[Collected data]
--------------------------------

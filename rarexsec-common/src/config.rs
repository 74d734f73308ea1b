//! Configuration loading and settings resolution
//!
//! Every setting resolves in priority order:
//! 1. Command-line argument (highest priority)
//! 2. Environment variable
//! 3. TOML config file
//! 4. Compiled default (fallback)
//!
//! Command-line arguments and environment variables arrive already merged in
//! [`CliOverrides`] (clap reads both); this module layers TOML and defaults below them.

use crate::{Error, Result};
use serde::{Deserialize, Serialize};
use std::path::{Path, PathBuf};
use tracing::{debug, info, warn};

/// Config file name looked up in the user and system config directories
pub const CONFIG_FILE_NAME: &str = "rarexsec.toml";

/// Name of the catalogue file written into the catalogue directory
pub const CATALOGUE_FILE_NAME: &str = "samples.json";

/// Logging section of the TOML file
#[derive(Debug, Clone, Serialize, Deserialize, PartialEq)]
pub struct LoggingConfig {
    /// Default tracing level; `RUST_LOG` still wins at runtime
    #[serde(default = "default_log_level")]
    pub level: String,
}

impl Default for LoggingConfig {
    fn default() -> Self {
        Self {
            level: default_log_level(),
        }
    }
}

fn default_log_level() -> String {
    "info".to_string()
}

/// Contents of `rarexsec.toml`; every field is optional
#[derive(Debug, Clone, Default, Serialize, Deserialize, PartialEq)]
pub struct TomlConfig {
    pub run_db: Option<PathBuf>,
    pub numi_db: Option<PathBuf>,
    pub jobs: Option<usize>,
    #[serde(default)]
    pub xml_files: Vec<PathBuf>,
    pub prescale_url: Option<String>,
    pub scratch_dir: Option<PathBuf>,
    pub min_free_gb: Option<f64>,
    pub catalogue_dir: Option<PathBuf>,
    #[serde(default)]
    pub logging: LoggingConfig,
}

impl TomlConfig {
    /// Parse TOML text
    pub fn from_toml_str(content: &str) -> Result<Self> {
        toml::from_str(content).map_err(|e| Error::Config(format!("Parse TOML failed: {}", e)))
    }
}

/// Values supplied on the command line (or through their environment variables)
#[derive(Debug, Clone, Default)]
pub struct CliOverrides {
    pub run_db: Option<PathBuf>,
    pub numi_db: Option<PathBuf>,
    pub jobs: Option<usize>,
    pub xml_files: Vec<PathBuf>,
    pub prescale_url: Option<String>,
    pub scratch_dir: Option<PathBuf>,
    pub catalogue_dir: Option<PathBuf>,
}

/// Compiled defaults used when nothing else provides a value
#[derive(Debug, Clone)]
pub struct CompiledDefaults {
    pub run_db: PathBuf,
    pub numi_db: PathBuf,
    pub jobs: usize,
    pub scratch_dir: PathBuf,
    pub min_free_gb: f64,
    pub catalogue_dir: PathBuf,
    pub log_level: String,
}

impl Default for CompiledDefaults {
    fn default() -> Self {
        let cpus = std::thread::available_parallelism()
            .map(|n| n.get())
            .unwrap_or(1);
        Self {
            run_db: PathBuf::from("/exp/uboone/data/uboonebeam/beamdb/run.db"),
            // v3 beam-quality cut DB carries the EA9CNT_wcut / tortgt_wcut columns
            numi_db: PathBuf::from("/exp/uboone/data/uboonebeam/beamdb/numi_v3.db"),
            jobs: cpus.min(8),
            scratch_dir: PathBuf::from("/pnfs/uboone/scratch/users/nlane/tmp/"),
            min_free_gb: 5.0,
            catalogue_dir: PathBuf::from("data").join("catalogues"),
            log_level: default_log_level(),
        }
    }
}

/// Fully resolved settings for one run of the tool
#[derive(Debug, Clone, PartialEq)]
pub struct Settings {
    pub run_db: PathBuf,
    pub numi_db: PathBuf,
    pub jobs: usize,
    pub xml_files: Vec<PathBuf>,
    pub prescale_url: Option<String>,
    pub scratch_dir: PathBuf,
    pub min_free_gb: f64,
    pub catalogue_dir: PathBuf,
    pub log_level: String,
}

impl Settings {
    /// Path of the catalogue file this run writes
    pub fn catalogue_path(&self) -> PathBuf {
        self.catalogue_dir.join(CATALOGUE_FILE_NAME)
    }
}

/// Resolve each setting through the CLI > ENV > TOML > default chain
pub fn resolve_settings(
    cli: CliOverrides,
    toml_config: TomlConfig,
    defaults: CompiledDefaults,
) -> Settings {
    let jobs = cli
        .jobs
        .or(toml_config.jobs)
        .unwrap_or(defaults.jobs)
        .max(1);

    let xml_files = if !cli.xml_files.is_empty() {
        cli.xml_files
    } else {
        toml_config.xml_files
    };

    let prescale_url = cli
        .prescale_url
        .or(toml_config.prescale_url)
        .filter(|url| !url.trim().is_empty());

    Settings {
        run_db: cli.run_db.or(toml_config.run_db).unwrap_or(defaults.run_db),
        numi_db: cli.numi_db.or(toml_config.numi_db).unwrap_or(defaults.numi_db),
        jobs,
        xml_files,
        prescale_url,
        scratch_dir: cli
            .scratch_dir
            .or(toml_config.scratch_dir)
            .unwrap_or(defaults.scratch_dir),
        min_free_gb: toml_config.min_free_gb.unwrap_or(defaults.min_free_gb),
        catalogue_dir: cli
            .catalogue_dir
            .or(toml_config.catalogue_dir)
            .unwrap_or(defaults.catalogue_dir),
        log_level: toml_config.logging.level,
    }
}

/// Locate the TOML config file
///
/// An explicit path wins; otherwise `~/.config/rarexsec/rarexsec.toml`, then
/// `/etc/rarexsec/rarexsec.toml`.
pub fn find_config_file(explicit: Option<&Path>) -> Option<PathBuf> {
    if let Some(path) = explicit {
        return Some(path.to_path_buf());
    }

    let user_config = dirs::config_dir().map(|d| d.join("rarexsec").join(CONFIG_FILE_NAME));
    if let Some(path) = user_config {
        if path.exists() {
            return Some(path);
        }
    }

    let system_config = PathBuf::from("/etc/rarexsec").join(CONFIG_FILE_NAME);
    if system_config.exists() {
        return Some(system_config);
    }

    None
}

/// Load the TOML config, degrading to defaults on any problem
///
/// A missing, unreadable or malformed file logs a warning and yields
/// `TomlConfig::default()`; configuration files never abort the run.
pub fn load_toml_config(explicit: Option<&Path>) -> TomlConfig {
    let Some(path) = find_config_file(explicit) else {
        debug!("No config file found, using compiled defaults");
        return TomlConfig::default();
    };

    let content = match std::fs::read_to_string(&path) {
        Ok(content) => content,
        Err(e) => {
            warn!("Config file {} not readable ({}), using defaults", path.display(), e);
            return TomlConfig::default();
        }
    };

    match TomlConfig::from_toml_str(&content) {
        Ok(config) => {
            info!("Loaded config file: {}", path.display());
            config
        }
        Err(e) => {
            warn!("Config file {} ignored: {}", path.display(), e);
            TomlConfig::default()
        }
    }
}

#[cfg(test)]
mod tests {
    use super::*;

    #[test]
    fn test_toml_parses_partial_file() {
        let config = TomlConfig::from_toml_str(
            r#"
            jobs = 3
            prescale_url = "http://localhost:8080"

            [logging]
            level = "debug"
            "#,
        )
        .unwrap();

        assert_eq!(config.jobs, Some(3));
        assert_eq!(config.prescale_url.as_deref(), Some("http://localhost:8080"));
        assert_eq!(config.logging.level, "debug");
        assert!(config.run_db.is_none());
        assert!(config.xml_files.is_empty());
    }

    #[test]
    fn test_toml_rejects_wrong_types() {
        assert!(TomlConfig::from_toml_str("jobs = \"many\"").is_err());
    }

    #[test]
    fn test_jobs_never_zero() {
        let cli = CliOverrides {
            jobs: Some(0),
            ..Default::default()
        };
        let settings = resolve_settings(cli, TomlConfig::default(), CompiledDefaults::default());
        assert_eq!(settings.jobs, 1);
    }

    #[test]
    fn test_blank_prescale_url_means_no_service() {
        let toml_config = TomlConfig {
            prescale_url: Some("  ".to_string()),
            ..Default::default()
        };
        let settings =
            resolve_settings(CliOverrides::default(), toml_config, CompiledDefaults::default());
        assert!(settings.prescale_url.is_none());
    }
}
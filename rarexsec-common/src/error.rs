//! Common error types for rarexsec

use thiserror::Error;

/// Common result type for rarexsec operations
pub type Result<T> = std::result::Result<T, Error>;

/// Common error types across the catalogue tooling
#[derive(Error, Debug)]
pub enum Error {
    /// I/O operation error (wraps std::io::Error)
    #[error("IO error: {0}")]
    Io(#[from] std::io::Error),

    /// JSON encode/decode error
    #[error("JSON error: {0}")]
    Json(#[from] serde_json::Error),

    /// Configuration loading or validation error
    #[error("Configuration error: {0}")]
    Config(String),

    /// Recipe failed role/kind validation
    #[error("Invalid recipe: {0}")]
    InvalidRecipe(String),
}
//! Merge tool invocation
//!
//! Wraps ROOT's `hadd`. Parallel mode (`-j <jobs> -d <scratch>`) is used only when
//! more than one job is allowed and the scratch area has enough free space.

use async_trait::async_trait;
use std::path::{Path, PathBuf};
use std::process::Command;
use thiserror::Error;

const GIB: f64 = 1024.0 * 1024.0 * 1024.0;

/// Merge tool errors
#[derive(Debug, Error)]
pub enum MergeError {
    /// Merge binary not found in PATH
    #[error("'{0}' not found in PATH (set up ROOT first, e.g. `setup root`)")]
    BinaryNotFound(String),

    /// Failed to start the merge process
    #[error("Failed to execute merge tool: {0}")]
    Spawn(String),

    /// Merge process exited unsuccessfully
    #[error("Merge tool exited with status {0:?}")]
    ExitStatus(Option<i32>),

    /// Blocking task failed
    #[error("Task join error: {0}")]
    Join(String),
}

/// Outcome of a successful merge call
#[derive(Debug, Clone, Copy, PartialEq, Eq)]
pub struct MergeReport {
    /// False in dry-run mode (nothing was written)
    pub executed: bool,
}

/// Merges input event files into one output artifact
#[async_trait]
pub trait FileMerger: Send + Sync {
    async fn merge(&self, output: &Path, inputs: &[PathBuf]) -> Result<MergeReport, MergeError>;
}

/// `hadd`-backed merger
#[derive(Debug, Clone)]
pub struct HaddMerger {
    binary: String,
    jobs: usize,
    scratch_dir: PathBuf,
    min_free_gb: f64,
    dry_run: bool,
}

impl HaddMerger {
    pub fn new(jobs: usize, scratch_dir: PathBuf, min_free_gb: f64, dry_run: bool) -> Self {
        Self {
            binary: "hadd".to_string(),
            jobs,
            scratch_dir,
            min_free_gb,
            dry_run,
        }
    }

    /// Override the merge binary (name looked up on PATH, or a path)
    pub fn with_binary(mut self, binary: impl Into<String>) -> Self {
        self.binary = binary.into();
        self
    }

    /// Whether the scratch area allows a parallel merge
    pub fn parallel_allowed(&self) -> bool {
        if self.jobs <= 1 {
            return false;
        }

        let free_gb = match std::fs::create_dir_all(&self.scratch_dir)
            .and_then(|_| fs2::available_space(&self.scratch_dir))
        {
            Ok(bytes) => bytes as f64 / GIB,
            Err(e) => {
                tracing::warn!(
                    scratch = %self.scratch_dir.display(),
                    "Could not evaluate free space: {}. Falling back to single-process merge",
                    e
                );
                return false;
            }
        };

        if free_gb < self.min_free_gb {
            tracing::info!(
                scratch = %self.scratch_dir.display(),
                "Only {:.1} GB free. Falling back to single-process merge",
                free_gb
            );
            return false;
        }
        true
    }

    /// Full argument list, binary first
    pub fn build_command(&self, output: &Path, inputs: &[PathBuf], parallel: bool) -> Vec<String> {
        let mut cmd = vec![self.binary.clone(), "-f".to_string()];
        if parallel {
            cmd.push("-j".to_string());
            cmd.push(self.jobs.to_string());
            cmd.push("-d".to_string());
            cmd.push(self.scratch_dir.display().to_string());
        }
        cmd.push(output.display().to_string());
        cmd.extend(inputs.iter().map(|p| p.display().to_string()));
        cmd
    }
}

#[async_trait]
impl FileMerger for HaddMerger {
    async fn merge(&self, output: &Path, inputs: &[PathBuf]) -> Result<MergeReport, MergeError> {
        let parallel = self.parallel_allowed();
        let cmd = self.build_command(output, inputs, parallel);

        tracing::info!(command = %cmd.join(" "), "Merge command");

        if self.dry_run {
            tracing::info!("Dry run mode. Merge command not executed");
            return Ok(MergeReport { executed: false });
        }

        if find_in_path(&self.binary).is_none() {
            return Err(MergeError::BinaryNotFound(self.binary.clone()));
        }

        let status = tokio::task::spawn_blocking(move || {
            Command::new(&cmd[0]).args(&cmd[1..]).status()
        })
        .await
        .map_err(|e| MergeError::Join(e.to_string()))?
        .map_err(|e| MergeError::Spawn(e.to_string()))?;

        if !status.success() {
            return Err(MergeError::ExitStatus(status.code()));
        }

        tracing::info!(output = %output.display(), "Merge execution successful");
        Ok(MergeReport { executed: true })
    }
}

/// Resolve a binary name against PATH; names containing a separator are taken as-is
fn find_in_path(binary: &str) -> Option<PathBuf> {
    let candidate = Path::new(binary);
    if candidate.components().count() > 1 {
        return candidate.is_file().then(|| candidate.to_path_buf());
    }

    let path_var = std::env::var_os("PATH")?;
    std::env::split_paths(&path_var)
        .map(|dir| dir.join(binary))
        .find(|p| p.is_file())
}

--------------------------------

▶ What is expected
Within the data, how many lines hold the word "Some"? State only that number.

▶ Response area
10